Hill–Robertson effect


In population genetics, the Hill–Robertson effect, or Hill–Robertson interference, is a phenomenon first identified by Bill Hill and Alan Robertson in 1966. It provides an explanation as to why there may be an evolutionary advantage to genetic recombination.

Explanation

In a population of finite size which is subject to natural selection, varying extents of linkage disequilibria will occur. These can be caused by genetic drift or by mutation, and they will tend to slow down the process of evolution by natural selection.
This is most easily seen by considering the case of disequilibria caused by mutation:
Consider a population of individuals whose genome has only two genes, a and b. If an advantageous mutant of gene a arises in a given individual, that individual's genes will through natural selection become more frequent in the population over time.
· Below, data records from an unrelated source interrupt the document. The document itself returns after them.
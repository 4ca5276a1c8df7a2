/// Convenience result type used across alertlens.
pub type OverlayResult<T> = Result<T, OverlayError>;

/// Top-level error taxonomy used by overlay APIs.
///
/// None of these cross the render hot path or the alert-load entry point: both recover locally
/// and report through logs (and a `bool` for alert loads).
#[derive(thiserror::Error, Debug)]
pub enum OverlayError {
    /// Invalid user-provided configuration or manifest data.
    #[error("validation error: {0}")]
    Validation(String),

    /// Required data was absent (no metadata for an alert, no target video).
    #[error("missing data: {0}")]
    MissingData(String),

    /// An annotation record could not be normalized (bad `timeRange`, missing category).
    #[error("malformed annotation: {0}")]
    MalformedAnnotation(String),

    /// No extractor or renderer is registered for a category.
    #[error("unknown category: {0}")]
    UnknownCategory(String),

    /// A renderer failed while drawing one annotation.
    #[error("render error: {0}")]
    Render(String),

    /// Errors when serializing or deserializing data structures.
    #[error("serialization error: {0}")]
    Serde(String),

    /// Wrapped lower-level error from dependencies or IO.
    #[error(transparent)]
    Other(#[from] anyhow::Error),
}

impl OverlayError {
    /// Build a [`OverlayError::Validation`] value.
    pub fn validation(msg: impl Into<String>) -> Self {
        Self::Validation(msg.into())
    }

    /// Build a [`OverlayError::MissingData`] value.
    pub fn missing_data(msg: impl Into<String>) -> Self {
        Self::MissingData(msg.into())
    }

    /// Build a [`OverlayError::MalformedAnnotation`] value.
    pub fn malformed(msg: impl Into<String>) -> Self {
        Self::MalformedAnnotation(msg.into())
    }

    /// Build a [`OverlayError::UnknownCategory`] value.
    pub fn unknown_category(category: impl Into<String>) -> Self {
        Self::UnknownCategory(category.into())
    }

    /// Build a [`OverlayError::Render`] value.
    pub fn render(msg: impl Into<String>) -> Self {
        Self::Render(msg.into())
    }

    /// Build a [`OverlayError::Serde`] value.
    pub fn serde(msg: impl Into<String>) -> Self {
        Self::Serde(msg.into())
    }
}

impl From<serde_json::Error> for OverlayError {
    fn from(e: serde_json::Error) -> Self {
        Self::Serde(e.to_string())
    }
}

#[cfg(test)]
#[path = "../../tests/unit/foundation/error.rs"]
mod tests;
However, if a separate advantageous mutant of gene b arises before A has gone to fixation, and happens to arise in an individual who carries A, then individuals carrying B will have reduced fixation probability. Provided there are no negative epistatic effects of carrying both, individuals of genotype AB will have a greater selective advantage than aB or Ab individuals, and AB will hence go to fixation. The reduced fixation probability of B will tend to produce an ensemble overabundance of Ab individuals -- an imbalance whose disadvantage can be ameliorated by recombination across populations or demes.
Joe Felsenstein showed this effect to be mathematically identical to the Fisher–Muller model proposed by R. A. Fisher and H. J. Muller, although the verbal arguments were substantially different. Although the Hill-Robertson effect is usually thought of as describing a disproportionate build up of fitness-reducing LD over time, these effects also have immediate consequences for mean population fitness.